The Hinaki Bridge, also known as the Eel Trap Bridge, is a 20 metre long footbridge located in War Memorial Park (off Gifford Avenue), Mount Roskill, Auckland, New Zealand. The bridge spans over Oakley Creek and is used by cyclists and pedestrians. The culturally enriched architectural footbridge forms part of the wider Dominion Road Upgrade project led by Auckland Transport.

The design and construction team comprises Beca (bridge architects and engineers), Dempsey Wood (contractor) and Eastbridge (steel fabricators).

The concept for the bridge was developed by Beca in close collaboration with six iwi groups, the Puketapapa Local Board and Auckland Council Parks. The bridge is owned by Auckland Transport.

Background 
Beca began the concept stage in May 2014 and led the project through to stakeholder buy-in, detailed design, building consent, through to construction. Beca were responsible for Bridge Architecture, Landscape Design and Engineering for all works associated with the bridge. Strong consultations with Ngati Whatua Orakei, Ngati Tamaoho, Te Akitai Waiohua, Ngati Maru, Ngai Tai ki Tamaki, Ngati Te Ata, Puketapapa Local Board, Auckland Transport and Auckland Parks were prevalent throughout the duration of the project.
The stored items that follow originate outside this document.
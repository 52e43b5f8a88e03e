//! # Roadweave: Checkpointed Multi-Agent Roadmap Workflows
//!
//! Roadweave orchestrates a sequence of LLM agents into a long-lived,
//! resumable workflow that turns a learning request into a personalized
//! roadmap: intent analysis → curriculum design → structure validation →
//! optional editing → human review → parallel content generation
//! (tutorials, external resources, quizzes).
//!
//! ## Core Concepts
//!
//! - **Nodes**: one runner per workflow step, pure over a state snapshot
//! - **Router**: a total function `(state, config) → next step`
//! - **Checkpoints**: a snapshot after every node; any crash resumes from
//!   the latest entry with no duplicated writes
//! - **Dual store**: detail rows are the source of truth, the framework
//!   tree carries their status projection
//! - **Fan-out**: per-artifact-kind semaphores bound concurrent LLM calls;
//!   one transaction per kind persists the results
//!
//! ## Quick Start
//!
//! ```rust,no_run
//! use roadweave::config::EngineConfig;
//! use roadweave::engine::Engine;
//!
//! # async fn example() -> Result<(), Box<dyn std::error::Error>> {
//! roadweave::telemetry::init_tracing();
//!
//! let engine = Engine::init(EngineConfig::from_env()?).await?;
//! let task_id = engine
//!     .handler()
//!     .submit("user-1", serde_json::json!({"goal": "Learn Rust"}), None)
//!     .await?;
//!
//! let mut progress = engine.handler().stream_progress(&task_id).await?;
//! while let Some(event) = progress.recv().await {
//!     println!("{event:?}");
//!     if event.closes_stream() {
//!         break;
//!     }
//! }
//! # Ok(())
//! # }
//! ```
//!
//! ## Failure Semantics
//!
//! Failures are classified, not improvised: transient dependency errors
//! retry with exponential backoff, unparseable model output earns one
//! re-prompt, invalid documents surface immediately, cancellation
//! checkpoints and exits cleanly, and anything fatal marks the task failed
//! with the error payload on the row. Content fan-out tolerates partial
//! failure: the task resolves to `partial_failure` listing the failed
//! concepts, and callers recover via `retry_failed` / `regenerate_concept`.
//!
//! ## Module Guide
//!
//! - [`types`] - step/status/artifact vocabularies
//! - [`model`] - domain documents (tasks, frameworks, detail rows)
//! - [`state`] - workflow state and the patch model
//! - [`repo`] - scope-passing repositories over the business store
//! - [`agents`] - agent contracts, factory, parser pipeline, tool loop
//! - [`checkpoint`] - checkpoint log and advisory leases
//! - [`queue`] - logs/content queue adapter
//! - [`events`] - progress events and the notification bus
//! - [`runtime`] - runners, router, executor, fan-out, recovery
//! - [`handler`] - the request façade
//! - [`engine`] - process lifecycle

pub mod agents;
pub mod checkpoint;
pub mod config;
pub mod engine;
pub mod events;
pub mod handler;
pub mod model;
pub mod queue;
pub mod repo;
pub mod runtime;
pub mod state;
pub mod telemetry;
pub mod types;
//! Configuration-driven agent construction and the typed execution facade.
//!
//! [`AgentFactory`] owns one [`ChatModel`] handle per configured variant,
//! built once at engine init (provider construction never happens during
//! request handling). [`Agents`] layers the typed per-variant methods on
//! top of the uniform `execute(kind, input) -> output` contract.

use rustc_hash::FxHashMap;
use serde::{Deserialize, Serialize};
use serde_json::{Value, json};
use std::sync::Arc;
use std::time::Duration;
use tracing::instrument;

use super::chat::{ChatMessage, ChatModel, ChatRequest};
use super::http::HttpChatModel;
use super::parse::{normalize_framework, recover_json};
use super::tools::{NoopSearch, ToolActivity, WebSearch, run_tool_loop};
use super::{AgentError, AgentKind};
use crate::config::AgentConfig;
use crate::model::{Concept, Framework, IntentAnalysis, UserProfile, ValidationReport};

/// Output document of the tutorial generator. The body itself is handed to
/// the external object store by the caller; only the pointer and summary
/// land in metadata rows.
#[derive(Clone, Debug, Default, PartialEq, Serialize, Deserialize)]
pub struct TutorialDraft {
    #[serde(default)]
    pub summary: String,
    #[serde(default)]
    pub body: String,
    #[serde(default)]
    pub content_url: Option<String>,
}

/// Holds one constructed model per agent variant.
pub struct AgentFactory {
    models: FxHashMap<AgentKind, Arc<dyn ChatModel>>,
    search: Arc<dyn WebSearch>,
}

impl AgentFactory {
    /// Build every configured variant up front.
    ///
    /// Variants absent from `configs` simply fail with
    /// [`AgentError::Unconfigured`] when first used, so a deployment that
    /// skips content generation does not need content agent credentials.
    pub fn from_config(
        configs: &FxHashMap<AgentKind, AgentConfig>,
        llm_timeout: Duration,
    ) -> Result<Self, AgentError> {
        let mut models: FxHashMap<AgentKind, Arc<dyn ChatModel>> = FxHashMap::default();
        for (kind, config) in configs {
            if config.endpoint.is_empty() {
                continue;
            }
            let model = HttpChatModel::new(
                &config.endpoint,
                &config.model,
                &config.credential,
                llm_timeout,
            )?;
            models.insert(*kind, Arc::new(model));
        }
        Ok(Self {
            models,
            search: Arc::new(NoopSearch),
        })
    }

    /// Test/bench constructor with caller-supplied models.
    #[must_use]
    pub fn from_models(models: FxHashMap<AgentKind, Arc<dyn ChatModel>>) -> Self {
        Self {
            models,
            search: Arc::new(NoopSearch),
        }
    }

    #[must_use]
    pub fn with_search(mut self, search: Arc<dyn WebSearch>) -> Self {
        self.search = search;
        self
    }

    fn model(&self, kind: AgentKind) -> Result<&Arc<dyn ChatModel>, AgentError> {
        self.models
            .get(&kind)
            .ok_or(AgentError::Unconfigured { kind })
    }
}

/// Per-variant system prompts. Terse on purpose; the contract is carried by
/// the input document and the parser, not prompt engineering.
fn system_prompt(kind: AgentKind) -> &'static str {
    match kind {
        AgentKind::IntentAnalyzer => {
            "Extract the learner's goal from the request. Reply with JSON: \
             {goal, experience_level, target_hours_per_week, focus_areas, constraints}."
        }
        AgentKind::CurriculumArchitect => {
            "Design a learning roadmap as JSON: {title, stages: [{title, order, \
             modules: [{title, concepts: [{concept_id, title, description, \
             estimated_hours}]}]}], total_estimated_hours, recommended_completion_weeks}."
        }
        AgentKind::StructureValidator => {
            "Review the roadmap structure. Reply with JSON: {issues: [{severity: \
             minor|major|critical, location, message}], score} with score in [0,1]."
        }
        AgentKind::RoadmapEditor => {
            "Revise the roadmap to resolve the listed issues. Reply with the full \
             corrected roadmap JSON in the same shape as the input."
        }
        AgentKind::TutorialGenerator => {
            "Write a tutorial for the concept. You may call web_search. Reply with \
             JSON: {summary, body}."
        }
        AgentKind::ResourceRecommender => {
            "Recommend external learning resources for the concept. You may call \
             web_search. Reply with JSON: {resources: [{title, url, kind, reason}]}."
        }
        AgentKind::QuizGenerator => {
            "Write a quiz for the concept. Reply with JSON: {questions: [{prompt, \
             choices, answer_index, explanation}]}."
        }
        AgentKind::ModificationAnalyzer => {
            "Analyze the requested roadmap modification. Reply with JSON: \
             {targets: [{concept_id, kinds}], rationale}."
        }
        AgentKind::TutorialModifier => {
            "Apply the requested change to the tutorial. Reply with JSON: {summary, body}."
        }
        AgentKind::ResourceModifier => {
            "Apply the requested change to the resource list. Reply with JSON: \
             {resources: [...]}."
        }
        AgentKind::QuizModifier => {
            "Apply the requested change to the quiz. Reply with JSON: {questions: [...]}."
        }
    }
}

/// Typed execution facade over the factory.
pub struct Agents {
    factory: AgentFactory,
}

impl Agents {
    #[must_use]
    pub fn new(factory: AgentFactory) -> Self {
        Self { factory }
    }

    /// The uniform contract: run one variant on an input document and
    /// recover its output document.
    ///
    /// Tool-using variants run the bounded web-search loop; everything else
    /// is a single completion.
    #[instrument(skip(self, input, observe), fields(agent = %kind), err)]
    pub async fn execute(
        &self,
        kind: AgentKind,
        input: Value,
        observe: &(dyn Fn(ToolActivity) + Send + Sync),
    ) -> Result<Value, AgentError> {
        let model = self.factory.model(kind)?;
        let messages = vec![
            ChatMessage::system(system_prompt(kind)),
            ChatMessage::user(input.to_string()),
        ];

        let message = if kind.uses_tools() {
            run_tool_loop(model.as_ref(), self.factory.search.as_ref(), messages, observe).await?
        } else {
            model.complete(ChatRequest::new(messages)).await?.message
        };

        recover_json(&message.content)
    }

    pub async fn analyze_intent(
        &self,
        user_request: &Value,
    ) -> Result<IntentAnalysis, AgentError> {
        let value = self
            .execute(AgentKind::IntentAnalyzer, user_request.clone(), &|_| {})
            .await?;
        serde_json::from_value(value).map_err(|e| AgentError::InvalidDocument {
            what: "intent analysis",
            message: e.to_string(),
        })
    }

    pub async fn design_curriculum(
        &self,
        intent: &IntentAnalysis,
        profile: Option<&UserProfile>,
    ) -> Result<Framework, AgentError> {
        let input = json!({"intent": intent, "profile": profile});
        let value = self
            .execute(AgentKind::CurriculumArchitect, input, &|_| {})
            .await?;
        let target = if intent.target_hours_per_week > 0.0 {
            intent.target_hours_per_week
        } else {
            profile.map(|p| p.weekly_hours).unwrap_or(0.0)
        };
        normalize_framework(value, target)
    }

    pub async fn validate_structure(
        &self,
        framework: &Framework,
    ) -> Result<ValidationReport, AgentError> {
        let value = self
            .execute(
                AgentKind::StructureValidator,
                serde_json::to_value(framework).unwrap_or(Value::Null),
                &|_| {},
            )
            .await?;
        serde_json::from_value(value).map_err(|e| AgentError::InvalidDocument {
            what: "validation report",
            message: e.to_string(),
        })
    }

    pub async fn edit_roadmap(
        &self,
        framework: &Framework,
        report: &ValidationReport,
    ) -> Result<Framework, AgentError> {
        let input = json!({"framework": framework, "issues": report.issues});
        let value = self.execute(AgentKind::RoadmapEditor, input, &|_| {}).await?;
        normalize_framework(value, 0.0)
    }

    pub async fn generate_tutorial(
        &self,
        concept: &Concept,
        profile: Option<&UserProfile>,
        observe: &(dyn Fn(ToolActivity) + Send + Sync),
    ) -> Result<TutorialDraft, AgentError> {
        let input = json!({"concept": concept, "profile": profile});
        let value = self
            .execute(AgentKind::TutorialGenerator, input, observe)
            .await?;
        serde_json::from_value(value).map_err(|e| AgentError::InvalidDocument {
            what: "tutorial draft",
            message: e.to_string(),
        })
    }

    pub async fn recommend_resources(
        &self,
        concept: &Concept,
        profile: Option<&UserProfile>,
        observe: &(dyn Fn(ToolActivity) + Send + Sync),
    ) -> Result<Value, AgentError> {
        let input = json!({"concept": concept, "profile": profile});
        let value = self
            .execute(AgentKind::ResourceRecommender, input, observe)
            .await?;
        match value.get("resources") {
            Some(resources) if resources.is_array() => Ok(resources.clone()),
            _ if value.is_array() => Ok(value),
            _ => Err(AgentError::InvalidDocument {
                what: "resource list",
                message: "missing resources array".to_string(),
            }),
        }
    }

    pub async fn generate_quiz(
        &self,
        concept: &Concept,
        profile: Option<&UserProfile>,
    ) -> Result<Value, AgentError> {
        let input = json!({"concept": concept, "profile": profile});
        let value = self
            .execute(AgentKind::QuizGenerator, input, &|_| {})
            .await?;
        match value.get("questions") {
            Some(questions) if questions.is_array() => Ok(questions.clone()),
            _ if value.is_array() => Ok(value),
            _ => Err(AgentError::InvalidDocument {
                what: "quiz",
                message: "missing questions array".to_string(),
            }),
        }
    }

    pub async fn analyze_modification(
        &self,
        request: &Value,
        framework: &Framework,
    ) -> Result<Value, AgentError> {
        let input = json!({"request": request, "framework": framework});
        self.execute(AgentKind::ModificationAnalyzer, input, &|_| {})
            .await
    }

    pub async fn modify_tutorial(
        &self,
        current: &Value,
        change: &Value,
    ) -> Result<TutorialDraft, AgentError> {
        let input = json!({"current": current, "change": change});
        let value = self
            .execute(AgentKind::TutorialModifier, input, &|_| {})
            .await?;
        serde_json::from_value(value).map_err(|e| AgentError::InvalidDocument {
            what: "tutorial draft",
            message: e.to_string(),
        })
    }

    pub async fn modify_resources(
        &self,
        current: &Value,
        change: &Value,
    ) -> Result<Value, AgentError> {
        let input = json!({"current": current, "change": change});
        self.execute(AgentKind::ResourceModifier, input, &|_| {})
            .await
    }

    pub async fn modify_quiz(&self, current: &Value, change: &Value) -> Result<Value, AgentError> {
        let input = json!({"current": current, "change": change});
        self.execute(AgentKind::QuizModifier, input, &|_| {}).await
    }
}

#[cfg(test)]
mod tests {
    use super::*;
    use crate::agents::chat::ScriptedChatModel;

    fn agents_with(kind: AgentKind, model: ScriptedChatModel) -> Agents {
        let mut models: FxHashMap<AgentKind, Arc<dyn ChatModel>> = FxHashMap::default();
        models.insert(kind, Arc::new(model));
        Agents::new(AgentFactory::from_models(models))
    }

    #[tokio::test]
    async fn intent_output_is_typed() {
        let agents = agents_with(
            AgentKind::IntentAnalyzer,
            ScriptedChatModel::new(vec![ChatMessage::assistant(
                r#"{"goal": "Learn Python", "experience_level": "beginner",
                   "target_hours_per_week": 5, "focus_areas": [], "constraints": []}"#,
            )]),
        );
        let intent = agents
            .analyze_intent(&json!({"text": "I want to learn Python"}))
            .await
            .unwrap();
        assert_eq!(intent.goal, "Learn Python");
        assert_eq!(intent.target_hours_per_week, 5.0);
    }

    #[tokio::test]
    async fn curriculum_output_is_normalized() {
        let body = "```json\n{\"output\":{\"stages\":[{\"title\":\"S\",\"modules\":[{\"title\":\"M\",\"concepts\":[{\"concept_id\":\"c1\",\"title\":\"C\",\"estimated_hours\":4.0}]}]}]}}\n```";
        let agents = agents_with(
            AgentKind::CurriculumArchitect,
            ScriptedChatModel::new(vec![ChatMessage::assistant(body)]),
        );
        let intent = IntentAnalysis {
            goal: "x".into(),
            target_hours_per_week: 2.0,
            ..Default::default()
        };
        let framework = agents.design_curriculum(&intent, None).await.unwrap();
        assert_eq!(framework.stages[0].order, 1);
        assert_eq!(framework.total_estimated_hours, 4.0);
        assert_eq!(framework.recommended_completion_weeks, 2);
    }

    #[tokio::test]
    async fn unconfigured_variant_errors() {
        let agents = Agents::new(AgentFactory::from_models(FxHashMap::default()));
        let err = agents.analyze_intent(&Value::Null).await.unwrap_err();
        assert!(matches!(err, AgentError::Unconfigured { .. }));
    }

    #[tokio::test]
    async fn resource_list_unwraps_envelope() {
        let agents = agents_with(
            AgentKind::ResourceRecommender,
            ScriptedChatModel::new(vec![ChatMessage::assistant(
                r#"{"resources": [{"title": "Book", "url": "https://example.com"}]}"#,
            )]),
        );
        let resources = agents
            .recommend_resources(&Concept::default(), None, &|_| {})
            .await
            .unwrap();
        assert_eq!(resources.as_array().unwrap().len(), 1);
    }
}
The steel work for the bridge was fabricated by Eastbridge (located in Napier) between October 2014 and February 2015. Construction began in January 2015 by Dempsey Wood.

The bridge was officially opened by a culturally significant dawn blessing attended by all stakeholders on 5 June 2015.

Engineering Design 

The bridge is a steel I-girder and timber footbridge. Plan and cross-sectional lateral stability is provided by EA and PFC members. The hinaki form itself is made of inner hoops and outer hoops. The purpose of using outer hoops only at midspan terminating at balustrade height, is to create a sense of openness and to also contrast the sense of tightness created by the full-height inner and outer hoops at each end of the bridge. The curving lines of the bridge are juxtaposed by a swarm of light and dark grey steel-plated eels, swimming towards the centre of the bridge.

Cultural Significance 
The design of the bridge reflects the shape of a traditional double-headed Maori hīnaki (eel trap). The bridge not only creates a unique user experience and leaves the local community with a bridge it can be proud of, but it also helps educate and share Maori culture with the local and regional communities.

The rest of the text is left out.